Computer-controlled robots are used in most metal AM production lines to keep humans a safe distance away from the build process. Although these robots are capable of monitoring and controlling the build process, they are not designed for collaboration.
What will help:
Collaborative workflows that can bring together engineers, operators, and the machine in a single system. Such workflows can bring together designers and operators, as well as different teams working in the same building or in different locations.
This can help reduce the need for collaboration using emails and spreadsheets and increase transparency for decision-making.
Computer-Vision-assisted Inspection
The quality of parts produced by metal AM machines depends on multiple factors. These include the quality of the CAD model, the ability of the CAM software to translate that model into instructions for the machine, and the accuracy of the AM machine itself. To help improve quality and identify issues early on, manufacturers can use computer-vision-assisted inspection to analyse build parts.
This technology can identify issues such as incomplete build layers, missing features, or incorrect geometry. What will help: Computer-vision-assisted inspection tools that offer more than just warnings on potential issues.
Such tools can also give suggestions on how to improve the design and build process. They can also generate reports and help with the quality control process.
Digital Twin Technology
A Digital Twin is a virtual representation of a physical asset, such as a machine or a production line. It lets manufacturers, as well as customers, better understand how parts are manufactured and help them improve their processes.
What will help:
Coupling metal AM machines with Predictive Maintenance (PM) software.
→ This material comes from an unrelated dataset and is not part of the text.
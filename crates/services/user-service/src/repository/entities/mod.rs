//! SeaORM entities.

pub mod user;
This can help manufacturers identify potential issues with their machines before they arise. It can also help them understand the root cause of issues and decrease the time required to fix them.
A Digital Twin can also help companies create simulations that allow them to identify the best possible setup for their machines and improve their overall productivity.
Summing up
Metal additive manufacturing is a great technology to explore when looking to reduce part costs while increasing design freedom.
With advancements in materials, design processes, and hardware, expect to see more and more companies leveraging this technology to their advantage.